### Goal of the exercise
Show every line of the data below that includes the word "events".

——————————

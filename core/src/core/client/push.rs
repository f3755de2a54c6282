//! Push hub: fans websocket change notifications out to cache entries.
//!
//! The backend pushes JSON messages over a websocket. This module does not own
//! the socket; a transport adapter feeds [`PushEvent`]s in (see
//! [`PushHub::spawn_pump`]) and drains subscribe/unsubscribe requests from
//! [`PushHub::outbox`].
//!
//! Wire format, server to client:
//!
//! ```text
//! {"event": "modified", "resource": "/adhocracy/proposal/"}
//! {"event": "new_child", "resource": "/adhocracy/", "child": "/adhocracy/proposal/"}
//! {"event": "new_version", "resource": "/adhocracy/proposal/", "version": "/adhocracy/proposal/VERSION_0000001/"}
//! {"status": "ok", "action": "subscribe", "resource": "/adhocracy/"}
//! ```
//!
//! Client to server:
//!
//! ```text
//! {"action": "subscribe", "resource": "/adhocracy/"}
//! ```

use crate::core::traits::{DisconnectCallback, PushCallback, PushChannel, PushRegistration};
use crate::core::types::normalize_path;
use async_channel::{Receiver, Sender};
use parking_lot::Mutex;
use serde::{Deserialize, Serialize};
use std::collections::HashMap;
use std::sync::{Arc, Weak};
use tracing::{debug, trace, warn};

/// Input from a transport adapter.
#[derive(Clone, Debug, PartialEq, Eq)]
pub enum PushEvent {
    Connected,
    Disconnected,
    /// Raw text frame from the server.
    Message(String),
}

#[derive(Clone, Copy, Debug, PartialEq, Eq, Serialize, Deserialize)]
#[serde(rename_all = "lowercase")]
pub enum PushAction {
    Subscribe,
    Unsubscribe,
}

/// Request the transport should send to the server.
#[derive(Clone, Debug, PartialEq, Eq, Serialize, Deserialize)]
pub struct ClientRequest {
    pub action: PushAction,
    pub resource: String,
}

/// Change notification from the server.
#[derive(Clone, Debug, PartialEq, Eq, Deserialize)]
pub struct ServerEvent {
    pub event: String,
    pub resource: String,
    #[serde(default)]
    pub child: Option<String>,
    #[serde(default)]
    pub version: Option<String>,
}

#[derive(Debug, Deserialize)]
#[serde(untagged)]
enum ServerMessage {
    Event(ServerEvent),
    Status {
        status: String,
        action: String,
        resource: String,
    },
    Error {
        error: String,
        #[serde(default)]
        details: String,
    },
}

struct HubState {
    connected: bool,
    subscribers: HashMap<String, Vec<(u64, PushCallback)>>,
    disconnect_listeners: Vec<(u64, DisconnectCallback)>,
    next_id: u64,
}

struct HubInner {
    state: Mutex<HubState>,
    outbox_tx: Sender<ClientRequest>,
    outbox_rx: Receiver<ClientRequest>,
}

impl HubInner {
    fn send(&self, action: PushAction, resource: &str) {
        let request = ClientRequest {
            action,
            resource: resource.to_string(),
        };
        if self.outbox_tx.try_send(request).is_err() {
            warn!("push outbox closed, dropping {:?} for {}", action, resource);
        }
    }

    fn unregister(&self, key: &str, id: u64) {
        let mut state = self.state.lock();
        let Some(list) = state.subscribers.get_mut(key) else {
            return;
        };
        list.retain(|(i, _)| *i != id);
        if list.is_empty() {
            state.subscribers.remove(key);
            let connected = state.connected;
            drop(state);
            if connected {
                self.send(PushAction::Unsubscribe, key);
            }
        }
    }
}

/// Concrete [`PushChannel`] keeping per-path subscriber lists.
#[derive(Clone)]
pub struct PushHub {
    inner: Arc<HubInner>,
}

impl Default for PushHub {
    fn default() -> Self {
        Self::new()
    }
}

impl PushHub {
    pub fn new() -> Self {
        let (outbox_tx, outbox_rx) = async_channel::unbounded();
        Self {
            inner: Arc::new(HubInner {
                state: Mutex::new(HubState {
                    connected: false,
                    subscribers: HashMap::new(),
                    disconnect_listeners: Vec::new(),
                    next_id: 0,
                }),
                outbox_tx,
                outbox_rx,
            }),
        }
    }

    /// Requests for the transport to forward to the server.
    pub fn outbox(&self) -> Receiver<ClientRequest> {
        self.inner.outbox_rx.clone()
    }

    /// Update the connection flag.
    ///
    /// Connecting re-subscribes every path that still has listeners. Losing
    /// the connection fires the disconnect listeners.
    pub fn set_connected(&self, connected: bool) {
        let mut state = self.inner.state.lock();
        let was = state.connected;
        state.connected = connected;
        if connected && !was {
            let paths: Vec<String> = state.subscribers.keys().cloned().collect();
            drop(state);
            debug!("push channel connected, resubscribing {} paths", paths.len());
            for path in paths {
                self.inner.send(PushAction::Subscribe, &path);
            }
        } else if !connected && was {
            let listeners: Vec<DisconnectCallback> = state
                .disconnect_listeners
                .iter()
                .map(|(_, cb)| cb.clone())
                .collect();
            drop(state);
            debug!("push channel disconnected");
            for listener in listeners {
                listener();
            }
        }
    }

    /// Tell everyone listening on `path` that it changed.
    pub fn dispatch_change(&self, path: &str) {
        let key = normalize_path(path);
        let callbacks: Vec<PushCallback> = self
            .inner
            .state
            .lock()
            .subscribers
            .get(&key)
            .map(|list| list.iter().map(|(_, cb)| cb.clone()).collect())
            .unwrap_or_default();
        debug!("push: {} ({} listeners)", key, callbacks.len());
        for callback in callbacks {
            callback(&key);
        }
    }

    /// Handle one text frame from the server.
    pub fn handle_message(&self, text: &str) {
        match serde_json::from_str::<ServerMessage>(text) {
            Ok(ServerMessage::Event(event)) => {
                trace!("push event {} on {}", event.event, event.resource);
                self.dispatch_change(&event.resource);
                if let Some(child) = &event.child {
                    self.dispatch_change(child);
                }
                if let Some(version) = &event.version {
                    self.dispatch_change(version);
                }
            }
            Ok(ServerMessage::Status {
                status,
                action,
                resource,
            }) => {
                trace!("push {} {}: {}", action, resource, status);
            }
            Ok(ServerMessage::Error { error, details }) => {
                warn!("push channel error: {} {}", error, details);
            }
            Err(err) => {
                debug!("ignoring malformed push message ({}): {}", err, text);
            }
        }
    }

    pub fn handle_event(&self, event: PushEvent) {
        match event {
            PushEvent::Connected => self.set_connected(true),
            PushEvent::Disconnected => self.set_connected(false),
            PushEvent::Message(text) => self.handle_message(&text),
        }
    }

    /// Drive the hub from a transport's event stream until it closes.
    ///
    /// A closed stream counts as a disconnect.
    pub fn spawn_pump(&self, events: Receiver<PushEvent>) -> tokio::task::JoinHandle<()> {
        let hub = self.clone();
        tokio::spawn(async move {
            while let Ok(event) = events.recv().await {
                hub.handle_event(event);
            }
            hub.set_connected(false);
        })
    }

    /// Number of live registrations for `path`.
    pub fn subscriber_count(&self, path: &str) -> usize {
        self.inner
            .state
            .lock()
            .subscribers
            .get(&normalize_path(path))
            .map_or(0, Vec::len)
    }

    /// Number of installed disconnect listeners.
    pub fn disconnect_listener_count(&self) -> usize {
        self.inner.state.lock().disconnect_listeners.len()
    }
}

impl PushChannel for PushHub {
    fn is_connected(&self) -> bool {
        self.inner.state.lock().connected
    }

    fn register(&self, path: &str, callback: PushCallback) -> PushRegistration {
        let key = normalize_path(path);
        let mut state = self.inner.state.lock();
        let id = state.next_id;
        state.next_id += 1;
        let list = state.subscribers.entry(key.clone()).or_default();
        let first = list.is_empty();
        list.push((id, callback));
        let connected = state.connected;
        drop(state);
        if first && connected {
            self.inner.send(PushAction::Subscribe, &key);
        }

        let weak: Weak<HubInner> = Arc::downgrade(&self.inner);
        PushRegistration::new(move || {
            if let Some(inner) = weak.upgrade() {
                inner.unregister(&key, id);
            }
        })
    }

    fn on_disconnect(&self, callback: DisconnectCallback) -> PushRegistration {
        let mut state = self.inner.state.lock();
        let id = state.next_id;
        state.next_id += 1;
        state.disconnect_listeners.push((id, callback));
        drop(state);

        let weak: Weak<HubInner> = Arc::downgrade(&self.inner);
        PushRegistration::new(move || {
            if let Some(inner) = weak.upgrade() {
                inner
                    .state
                    .lock()
                    .disconnect_listeners
                    .retain(|(i, _)| *i != id);
            }
        })
    }
}

impl std::fmt::Debug for PushHub {
    fn fmt(&self, f: &mut std::fmt::Formatter<'_>) -> std::fmt::Result {
        let state = self.inner.state.lock();
        f.debug_struct("PushHub")
            .field("connected", &state.connected)
            .field("paths", &state.subscribers.len())
            .finish()
    }
}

——————————

### Solution
    pub fn spawn_pump(&self, events: Receiver<PushEvent>) -> tokio::task::JoinHandle<()> {
            while let Ok(event) = events.recv().await {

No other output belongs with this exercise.